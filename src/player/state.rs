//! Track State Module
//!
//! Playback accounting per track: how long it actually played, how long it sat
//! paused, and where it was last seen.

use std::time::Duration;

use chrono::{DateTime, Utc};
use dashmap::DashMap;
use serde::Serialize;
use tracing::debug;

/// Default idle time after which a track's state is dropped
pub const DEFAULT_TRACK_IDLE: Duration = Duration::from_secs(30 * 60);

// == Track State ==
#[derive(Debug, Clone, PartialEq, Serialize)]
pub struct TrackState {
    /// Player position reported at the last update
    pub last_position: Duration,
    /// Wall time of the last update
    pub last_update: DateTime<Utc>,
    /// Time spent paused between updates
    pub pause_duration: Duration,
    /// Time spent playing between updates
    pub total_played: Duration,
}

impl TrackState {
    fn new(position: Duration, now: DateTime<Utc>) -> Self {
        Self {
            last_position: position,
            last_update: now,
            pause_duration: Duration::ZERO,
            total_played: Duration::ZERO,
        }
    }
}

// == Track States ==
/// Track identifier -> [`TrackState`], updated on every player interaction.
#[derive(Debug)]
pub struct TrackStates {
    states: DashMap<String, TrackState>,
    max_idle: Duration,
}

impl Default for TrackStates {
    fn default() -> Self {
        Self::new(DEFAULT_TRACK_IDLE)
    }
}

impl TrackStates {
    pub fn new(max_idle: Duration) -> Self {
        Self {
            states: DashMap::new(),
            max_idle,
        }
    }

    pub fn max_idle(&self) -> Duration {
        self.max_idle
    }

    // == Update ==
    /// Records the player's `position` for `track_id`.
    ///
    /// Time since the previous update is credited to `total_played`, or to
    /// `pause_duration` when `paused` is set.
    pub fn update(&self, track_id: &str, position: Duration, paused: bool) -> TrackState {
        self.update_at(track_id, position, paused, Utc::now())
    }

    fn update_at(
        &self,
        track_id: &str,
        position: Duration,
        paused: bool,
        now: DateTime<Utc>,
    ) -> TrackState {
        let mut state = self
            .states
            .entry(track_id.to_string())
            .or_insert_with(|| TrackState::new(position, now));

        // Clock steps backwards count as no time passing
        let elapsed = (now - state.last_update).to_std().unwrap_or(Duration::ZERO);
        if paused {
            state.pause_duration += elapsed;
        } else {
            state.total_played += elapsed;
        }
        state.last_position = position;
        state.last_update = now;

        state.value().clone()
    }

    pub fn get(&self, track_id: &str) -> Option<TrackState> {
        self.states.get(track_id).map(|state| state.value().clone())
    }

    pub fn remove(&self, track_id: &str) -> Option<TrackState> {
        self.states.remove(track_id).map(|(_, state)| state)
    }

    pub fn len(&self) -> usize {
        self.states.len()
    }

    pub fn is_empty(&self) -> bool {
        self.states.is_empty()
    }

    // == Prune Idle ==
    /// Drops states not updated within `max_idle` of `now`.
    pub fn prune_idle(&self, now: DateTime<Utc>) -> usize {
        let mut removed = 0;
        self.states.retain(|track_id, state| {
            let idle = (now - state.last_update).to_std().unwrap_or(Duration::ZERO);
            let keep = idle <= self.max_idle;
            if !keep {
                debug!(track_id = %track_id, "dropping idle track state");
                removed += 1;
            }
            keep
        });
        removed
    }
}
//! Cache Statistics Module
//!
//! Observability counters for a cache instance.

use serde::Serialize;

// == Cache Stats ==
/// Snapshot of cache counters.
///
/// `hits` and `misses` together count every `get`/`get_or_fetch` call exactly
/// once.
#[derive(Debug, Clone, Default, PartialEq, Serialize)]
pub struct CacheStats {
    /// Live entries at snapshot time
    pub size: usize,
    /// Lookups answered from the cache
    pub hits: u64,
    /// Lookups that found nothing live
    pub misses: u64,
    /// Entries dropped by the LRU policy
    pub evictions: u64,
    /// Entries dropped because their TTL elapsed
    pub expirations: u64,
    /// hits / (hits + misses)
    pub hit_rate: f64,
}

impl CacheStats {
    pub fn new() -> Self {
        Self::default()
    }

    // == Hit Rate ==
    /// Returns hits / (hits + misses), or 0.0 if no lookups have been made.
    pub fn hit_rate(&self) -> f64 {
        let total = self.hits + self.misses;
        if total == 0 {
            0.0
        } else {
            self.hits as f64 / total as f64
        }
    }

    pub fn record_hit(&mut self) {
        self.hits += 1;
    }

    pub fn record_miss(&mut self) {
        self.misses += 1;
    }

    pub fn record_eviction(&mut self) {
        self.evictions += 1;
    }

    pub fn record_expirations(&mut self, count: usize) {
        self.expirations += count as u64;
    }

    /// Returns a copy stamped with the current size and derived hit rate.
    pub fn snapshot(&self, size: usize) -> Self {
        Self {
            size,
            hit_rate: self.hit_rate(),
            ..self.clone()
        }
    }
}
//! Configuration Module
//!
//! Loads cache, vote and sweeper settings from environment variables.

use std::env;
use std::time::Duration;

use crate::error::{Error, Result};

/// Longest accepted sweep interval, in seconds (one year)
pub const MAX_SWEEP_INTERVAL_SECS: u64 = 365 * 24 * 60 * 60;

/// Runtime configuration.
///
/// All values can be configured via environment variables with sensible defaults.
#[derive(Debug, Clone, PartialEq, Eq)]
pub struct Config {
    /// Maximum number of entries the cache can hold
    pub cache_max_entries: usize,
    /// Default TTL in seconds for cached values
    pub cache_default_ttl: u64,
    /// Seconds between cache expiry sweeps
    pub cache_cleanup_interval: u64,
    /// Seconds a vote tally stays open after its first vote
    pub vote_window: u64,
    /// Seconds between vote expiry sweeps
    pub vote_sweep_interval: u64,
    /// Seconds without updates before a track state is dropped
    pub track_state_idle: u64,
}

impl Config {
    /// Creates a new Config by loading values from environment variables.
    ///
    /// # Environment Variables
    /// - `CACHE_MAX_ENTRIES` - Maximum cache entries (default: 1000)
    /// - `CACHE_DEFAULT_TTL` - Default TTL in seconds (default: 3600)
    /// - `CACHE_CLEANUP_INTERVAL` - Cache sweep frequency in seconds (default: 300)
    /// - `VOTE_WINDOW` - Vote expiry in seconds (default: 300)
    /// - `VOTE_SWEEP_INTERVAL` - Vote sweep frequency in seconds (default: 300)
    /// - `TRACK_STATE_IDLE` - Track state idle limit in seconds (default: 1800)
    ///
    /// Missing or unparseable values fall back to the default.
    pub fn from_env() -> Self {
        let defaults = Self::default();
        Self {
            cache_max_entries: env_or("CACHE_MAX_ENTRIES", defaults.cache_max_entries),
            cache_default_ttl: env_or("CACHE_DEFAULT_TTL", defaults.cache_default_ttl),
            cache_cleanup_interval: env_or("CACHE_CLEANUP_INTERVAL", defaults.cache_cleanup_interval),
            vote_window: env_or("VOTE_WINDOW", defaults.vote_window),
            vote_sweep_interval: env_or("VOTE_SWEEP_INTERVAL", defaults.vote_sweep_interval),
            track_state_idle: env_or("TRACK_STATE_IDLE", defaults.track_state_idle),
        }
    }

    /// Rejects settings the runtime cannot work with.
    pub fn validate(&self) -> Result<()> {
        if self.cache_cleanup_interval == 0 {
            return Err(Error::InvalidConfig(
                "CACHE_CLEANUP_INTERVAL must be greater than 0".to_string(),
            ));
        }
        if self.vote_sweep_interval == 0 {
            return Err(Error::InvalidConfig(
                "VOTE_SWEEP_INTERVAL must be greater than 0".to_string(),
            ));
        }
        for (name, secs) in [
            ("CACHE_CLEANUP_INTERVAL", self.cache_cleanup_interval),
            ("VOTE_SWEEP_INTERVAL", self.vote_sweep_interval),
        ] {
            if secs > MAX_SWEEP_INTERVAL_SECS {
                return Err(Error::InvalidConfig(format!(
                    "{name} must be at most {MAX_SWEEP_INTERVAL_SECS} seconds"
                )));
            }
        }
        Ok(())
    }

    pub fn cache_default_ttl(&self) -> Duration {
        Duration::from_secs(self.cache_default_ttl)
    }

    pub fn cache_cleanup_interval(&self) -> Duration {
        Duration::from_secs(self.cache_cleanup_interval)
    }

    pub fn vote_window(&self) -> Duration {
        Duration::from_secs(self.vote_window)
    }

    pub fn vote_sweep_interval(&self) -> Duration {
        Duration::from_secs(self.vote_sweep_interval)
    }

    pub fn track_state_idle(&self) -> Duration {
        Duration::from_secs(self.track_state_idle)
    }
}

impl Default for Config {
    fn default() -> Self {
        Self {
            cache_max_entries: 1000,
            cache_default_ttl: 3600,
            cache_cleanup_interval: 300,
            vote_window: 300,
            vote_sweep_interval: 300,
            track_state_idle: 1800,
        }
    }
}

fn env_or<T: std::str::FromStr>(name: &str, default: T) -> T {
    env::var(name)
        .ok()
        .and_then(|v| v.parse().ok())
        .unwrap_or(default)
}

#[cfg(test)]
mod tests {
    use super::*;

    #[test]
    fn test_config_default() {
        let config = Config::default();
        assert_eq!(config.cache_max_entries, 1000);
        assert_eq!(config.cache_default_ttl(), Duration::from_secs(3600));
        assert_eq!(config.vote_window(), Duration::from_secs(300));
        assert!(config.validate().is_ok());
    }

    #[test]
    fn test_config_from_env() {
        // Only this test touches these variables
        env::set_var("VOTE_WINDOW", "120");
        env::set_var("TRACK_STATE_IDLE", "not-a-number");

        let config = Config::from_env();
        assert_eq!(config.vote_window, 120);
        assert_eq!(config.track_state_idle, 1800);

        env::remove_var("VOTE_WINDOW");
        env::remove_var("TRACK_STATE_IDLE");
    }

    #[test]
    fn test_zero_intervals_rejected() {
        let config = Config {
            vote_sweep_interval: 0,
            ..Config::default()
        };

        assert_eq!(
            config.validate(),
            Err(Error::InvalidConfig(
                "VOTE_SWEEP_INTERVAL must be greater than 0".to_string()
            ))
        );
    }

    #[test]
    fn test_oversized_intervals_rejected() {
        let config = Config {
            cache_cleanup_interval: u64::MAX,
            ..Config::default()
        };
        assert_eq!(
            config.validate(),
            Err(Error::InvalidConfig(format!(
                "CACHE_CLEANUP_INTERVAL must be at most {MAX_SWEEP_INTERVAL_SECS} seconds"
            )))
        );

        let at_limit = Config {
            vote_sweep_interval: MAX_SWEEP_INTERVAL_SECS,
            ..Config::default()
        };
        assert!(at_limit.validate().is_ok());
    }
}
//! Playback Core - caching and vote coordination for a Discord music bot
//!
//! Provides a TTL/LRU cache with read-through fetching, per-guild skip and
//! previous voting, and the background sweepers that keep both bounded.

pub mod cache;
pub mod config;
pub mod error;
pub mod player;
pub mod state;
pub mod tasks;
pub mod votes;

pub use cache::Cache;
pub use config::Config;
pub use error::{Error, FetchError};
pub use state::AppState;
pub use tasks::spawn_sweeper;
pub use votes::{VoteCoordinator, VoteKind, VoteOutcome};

Problem details. Your task is to restate, word for word, the lines from the beginning of the records to the line with "use tracing::debug;", inclusive.

Finished task.
filename src/player/state.rs
//! Track State Module
//!
//! Playback accounting per track: how long it actually played, how long it sat
//! paused, and where it was last seen.

use std::time::Duration;

use chrono::{DateTime, Utc};
use dashmap::DashMap;
use serde::Serialize;
use tracing::debug;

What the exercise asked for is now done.